In fact, Arab dictatorships, like all authoritarian regimes, rely upon external scapegoats in order to remain in power.  For this reason, the Mubarak regime produced a constant stream of vicious anti-Israel propaganda which reinforced anti-Semitic stereotypes among the Egyptian people.  The Mubarak regime also worked hard to rebuild Egypt’s relationships with Israel’s Arab enemies such as Hafez Assad in Syria and Saddam Hussein in Iraq. For this reason characterizing Mubarak as an ‘anchor of stability’ is mistaken.    

In addition, Gen. Ashkenazi is repeating the refrain of Israeli officials who voiced support for the Mubarak regime during the January, 2011, democratic uprising against him in Egypt.  Israeli officials should not directly interfere in Egypt’s internal affairs by calling for regime change in the midst of a popular uprising. 

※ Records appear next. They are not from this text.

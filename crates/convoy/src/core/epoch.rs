use std::fmt;

/// Version stamp advanced once per successful batch evaluation.
///
/// Epochs start at [`Epoch::INITIAL`] and only move forward. A conversation records
/// the epoch its tokens were queued under; its tokens have been evaluated once the
/// scheduler's epoch is strictly greater than that stamp.
#[derive(Debug, Clone, Copy, PartialEq, Eq, PartialOrd, Ord, Hash)]
pub struct Epoch(u64);

impl Epoch {
    pub const INITIAL: Epoch = Epoch(1);

    pub fn get(self) -> u64 {
        self.0
    }

    /// The epoch after this one.
    pub fn next(self) -> Epoch {
        Epoch(self.0 + 1)
    }

    /// The epoch before this one. Used to stamp work that was evaluated before the
    /// current scheduler existed.
    pub(crate) fn previous(self) -> Epoch {
        Epoch(self.0.saturating_sub(1))
    }

    /// Advance in place, returning the new value.
    pub(crate) fn advance(&mut self) -> Epoch {
        self.0 += 1;
        *self
    }

    /// Whether work stamped with `queued` has been evaluated as of this epoch.
    pub fn has_evaluated(self, queued: Epoch) -> bool {
        self > queued
    }
}

impl Default for Epoch {
    fn default() -> Self {
        Epoch::INITIAL
    }
}

impl fmt::Display for Epoch {
    fn fmt(&self, f: &mut fmt::Formatter<'_>) -> fmt::Result {
        write!(f, "{}", self.0)
    }
}

#[cfg(test)]
mod tests {
    use super::*;

    #[test]
    fn test_epoch_starts_at_one_and_advances_by_one() {
        let mut epoch = Epoch::default();
        assert_eq!(epoch.get(), 1);
        assert_eq!(epoch.advance().get(), 2);
        assert_eq!(epoch.next().get(), 3);
        assert_eq!(epoch.get(), 2);
    }

    #[test]
    fn test_has_evaluated_is_strict() {
        let queued = Epoch::INITIAL;
        assert!(!queued.has_evaluated(queued));
        assert!(queued.next().has_evaluated(queued));
        assert!(queued.has_evaluated(queued.previous()));
    }
}
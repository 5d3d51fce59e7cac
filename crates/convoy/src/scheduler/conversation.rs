use std::fmt;
use std::path::Path;
use std::sync::Arc;

use tracing::{debug, warn};

use super::Shared;
use super::snapshot::ConversationSnapshot;
use super::state::SchedulerState;
use crate::backend::Sampler;
use crate::core::Epoch;
use crate::error::{Result, SchedulerError};
use crate::sequence::{SequenceId, Token};

/// Observable state of a [`Conversation`].
#[derive(Debug, Clone, Copy, PartialEq, Eq)]
pub enum ConversationState {
    /// Nothing queued since creation, rewind or shift, or loaded from a snapshot
    /// without logits. Must be prompted before it can be sampled.
    Fresh,
    /// Tokens are queued and not yet evaluated.
    Prompting,
    /// Everything queued has been evaluated; logits can be read.
    Sampleable,
    Disposed,
}

impl fmt::Display for ConversationState {
    fn fmt(&self, f: &mut fmt::Formatter<'_>) -> fmt::Result {
        let name = match self {
            ConversationState::Fresh => "fresh",
            ConversationState::Prompting => "prompting",
            ConversationState::Sampleable => "sampleable",
            ConversationState::Disposed => "disposed",
        };
        f.write_str(name)
    }
}

/// # Conversation
///
/// A handle to one independently generated token sequence inside a
/// [`Scheduler`](super::Scheduler).
///
/// The handle only holds its sequence id; all of its bookkeeping lives in the
/// scheduler. Tokens queued through [`prompt`](Conversation::prompt) are evaluated by
/// the next [`infer`](super::Scheduler::infer) call that picks up their batch, after
/// which the conversation becomes sampleable.
///
/// Dropping a conversation disposes it, releasing its cache rows.
pub struct Conversation {
    sequence: SequenceId,
    shared: Arc<Shared>,
    disposed: bool,
}

impl fmt::Debug for Conversation {
    fn fmt(&self, f: &mut fmt::Formatter<'_>) -> fmt::Result {
        f.debug_struct("Conversation")
            .field("sequence", &self.sequence)
            .field("state", &self.state())
            .finish()
    }
}

impl Conversation {
    pub(super) fn new(sequence: SequenceId, shared: Arc<Shared>) -> Self {
        Self {
            sequence,
            shared,
            disposed: false,
        }
    }

    pub(super) fn shared(&self) -> &Arc<Shared> {
        &self.shared
    }

    fn with_state<T>(&self, f: impl FnOnce(&mut SchedulerState) -> Result<T>) -> Result<T> {
        if self.disposed {
            return Err(SchedulerError::UseAfterDispose {
                sequence: self.sequence,
            });
        }
        let mut state = self.shared.state.lock();
        state.ensure_running()?;
        f(&mut state)
    }

    /// Fails with `UseAfterDispose` for a disposed handle and `SchedulerDisposed` or
    /// `SchedulerFaulted` when the scheduler is no longer running.
    pub(super) fn ensure_usable(&self) -> Result<()> {
        self.with_state(|state| state.sequence(self.sequence).map(|_| ()))
    }

    /// The sequence id backing this conversation in the shared cache.
    pub fn sequence_id(&self) -> SequenceId {
        self.sequence
    }

    pub fn state(&self) -> ConversationState {
        if self.disposed {
            return ConversationState::Disposed;
        }
        self.shared.state.lock().phase(self.sequence)
    }

    /// Tokens whose evaluated state is present in the cache.
    pub fn committed_tokens(&self) -> Result<usize> {
        self.with_state(|state| Ok(state.sequence(self.sequence)?.committed))
    }

    /// Tokens queued but not yet evaluated.
    pub fn pending_tokens(&self) -> Result<usize> {
        self.with_state(|state| Ok(state.sequence(self.sequence)?.pending))
    }

    /// Committed plus pending tokens, i.e. the position the next token will take.
    pub fn token_count(&self) -> Result<usize> {
        self.with_state(|state| {
            let record = state.sequence(self.sequence)?;
            Ok(record.committed + record.pending)
        })
    }

    /// Epoch stamp of the latest enqueue.
    pub fn queued_epoch(&self) -> Result<Option<Epoch>> {
        self.with_state(|state| Ok(state.sequence(self.sequence)?.queued))
    }

    /// Every token queued so far, committed ones first.
    pub fn history(&self) -> Result<Vec<Token>> {
        self.with_state(|state| Ok(state.sequence(self.sequence)?.history.clone()))
    }

    /// Whether queued tokens are still waiting for an `infer` call.
    pub fn requires_inference(&self) -> bool {
        self.state() == ConversationState::Prompting
    }

    pub fn is_sampleable(&self) -> bool {
        self.state() == ConversationState::Sampleable
    }

    pub fn is_disposed(&self) -> bool {
        self.disposed
    }

    /// Queue `tokens` for evaluation.
    ///
    /// Tokens take consecutive positions after everything already queued; only the
    /// last one produces logits. Pending tokens may span several batches, so this is
    /// legal while the conversation is still prompting.
    ///
    /// # Errors
    ///
    /// - [`SchedulerError::CapacityExceeded`] if the filling batch cannot hold every
    ///   token. Nothing is queued; run `infer` and retry.
    /// - [`SchedulerError::ContextOverflow`] if the conversation would outgrow the
    ///   configured context length.
    pub fn prompt(&self, tokens: &[Token]) -> Result<()> {
        self.with_state(|state| state.prompt(&[self.sequence], tokens))?;
        if !tokens.is_empty() {
            self.shared.work_notifier.notify_one();
        }
        Ok(())
    }

    /// Queue a single token.
    pub fn prompt_token(&self, token: Token) -> Result<()> {
        self.prompt(&[token])
    }

    /// Logits captured for this conversation's last evaluated token.
    pub fn logits(&self) -> Result<Arc<[f32]>> {
        self.with_state(|state| state.logits(self.sequence).map(|(logits, _)| logits))
    }

    /// Run `sampler` over the current logits without queueing anything.
    pub fn select<S>(&self, sampler: &mut S) -> Result<Token>
    where
        S: Sampler + ?Sized,
    {
        let (logits, history) = self.with_state(|state| state.logits(self.sequence))?;
        Ok(sampler.select(&logits, &history))
    }

    /// Select the next token and queue it, returning the token.
    pub fn sample<S>(&self, sampler: &mut S) -> Result<Token>
    where
        S: Sampler + ?Sized,
    {
        // the sampler only runs once the token is known to fit
        let (logits, history) = self.with_state(|state| {
            let captured = state.logits(self.sequence)?;
            state.buffers().filling().ensure_room(1)?;
            Ok(captured)
        })?;
        let token = sampler.select(&logits, &history);
        self.prompt_token(token)?;
        Ok(token)
    }

    /// Branch into a new conversation sharing this one's committed state.
    ///
    /// The child gets a fresh sequence id, a copy of the committed cache rows, the
    /// token history and the captured logits, so a sampleable parent yields a
    /// sampleable child. The two evolve independently afterwards.
    pub fn fork(&self) -> Result<Conversation> {
        let child = self.with_state(|state| state.fork(self.sequence))?;
        debug!(parent = %self.sequence, sequence = %child, "forked conversation");
        Ok(Conversation::new(child, self.shared.clone()))
    }

    /// Keep only the first `count` committed tokens.
    ///
    /// Rewinding to the current committed count does nothing. Any other count drops the
    /// trailing cache rows and leaves the conversation [`Fresh`](ConversationState::Fresh).
    pub fn rewind(&self, count: usize) -> Result<()> {
        self.with_state(|state| state.rewind(self.sequence, count))?;
        debug!(sequence = %self.sequence, count, "rewound conversation");
        Ok(())
    }

    /// Remove `count` tokens following the first `keep` and move the later ones back,
    /// freeing room in a full context window. Needs a cache that supports shifting.
    ///
    /// A cache failure after rows were deleted faults the scheduler.
    pub fn shift_left(&self, count: usize, keep: usize) -> Result<()> {
        let result = self.with_state(|state| state.shift_left(self.sequence, count, keep));
        if let Err(SchedulerError::SchedulerFaulted { .. }) = &result {
            self.shared.halt();
        }
        result?;
        debug!(sequence = %self.sequence, count, keep, "shifted conversation");
        Ok(())
    }

    /// Capture this conversation's committed state in memory.
    pub fn save_state(&self) -> Result<ConversationSnapshot> {
        self.with_state(|state| state.snapshot(self.sequence))
    }

    /// Write this conversation's committed state to `path`.
    pub fn save(&self, path: impl AsRef<Path>) -> Result<()> {
        let path = path.as_ref();
        let snapshot = self.save_state()?;
        snapshot.write_to(path)?;
        debug!(sequence = %self.sequence, path = %path.display(), tokens = snapshot.committed(), "saved conversation");
        Ok(())
    }

    /// Wait until everything queued so far has been evaluated.
    ///
    /// Returns immediately for a conversation that has nothing queued.
    pub async fn ready(&self) -> Result<Epoch> {
        match self.queued_epoch()? {
            Some(queued) => self.shared.wait_for_epoch(queued.next()).await,
            None => Ok(self.shared.state.lock().epoch()),
        }
    }

    /// Release this conversation's cache rows. Idempotent.
    ///
    /// Tokens it still has queued are evaluated with their batch and dropped right
    /// after.
    pub fn dispose(&mut self) -> Result<()> {
        if self.disposed {
            return Ok(());
        }
        self.disposed = true;
        self.shared.state.lock().release(self.sequence)?;
        debug!(sequence = %self.sequence, "disposed conversation");
        Ok(())
    }
}

impl Drop for Conversation {
    fn drop(&mut self) {
        if let Err(e) = self.dispose() {
            warn!(sequence = %self.sequence, error = %e, "failed to release conversation on drop");
        }
    }
}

But Israel made a major strategic mistake in supporting Mubarak during the freedom uprising in Egypt. By supporting the Mubarak regime in this moment of crisis, they sent an unnecessarily negative and hostile message to Egyptian secular democrats.   They told Egyptian secular democrats that Israel sided with their oppressors against them and did not want them to gain their freedom.  They only reinforced the perception of many Egyptian secular democrats that Israel opposes their freedom struggle and reduced the prospects for building an alliance with Egyptian secular democrats. 

Israel should have remained silent during the Egyptian uprising against Mubarak instead of repeatedly expressing support for the Mubarak regime.  By refusing to take sides in the conflict between Mubarak and his political opponents, Israel would have increased the chance of building an alliance with secular democratic groups in the aftermath of the fall of the Mubarak regime.  Instead Gen. Ashkenazi is compounding this strategic mistake of Israeli policymakers by voicing his nostalgia for the Mubarak regime 15 months after its collapse.

In addition, Gen. Ashkenazi is also unintentionally undermining Israel’s brave secular democratic allies in Egypt, such as Dr. Maikel Nabil Sanad.  Sanad and his followers are courageously battling not only the forces of radical Islam in the form of both the Wahhabis and the Muslim Brotherhood.  They are also simultaneously confronting entrenched attitudes of anti-Semitism and anti-Israel sentiment among most Egyptian liberals and the ongoing repression of the Egyptian military.  

The best thing Israeli officials can do to support Sanad and his followers amid the highly perilous political conditions in Egypt is to stop expressing their nostalgia for the Mubarak regime.  Sanad and his followers regrettably seem to represent only a small minority of even Egyptian liberals.  But if Israel stopped supporting Mubarak 15 months after his removal from power, it would go a long way toward helping Egyptian secular democratic allies of Israel such as Sanad.  

 In addition, Gen. Ashkenazi also failed to make a distinction between Islam and radical Islam in his comments about the Arab Spring.  He characterized the Arab Spring as an “Islamic storm.”  Conflating Islam with radical Islam in this manner is a huge mistake because it undermines the forces of moderation within the Islamic world.   The central danger to Egypt and Tunisia in the aftermath of their recent political transformations is radical Islam, not Islam itself.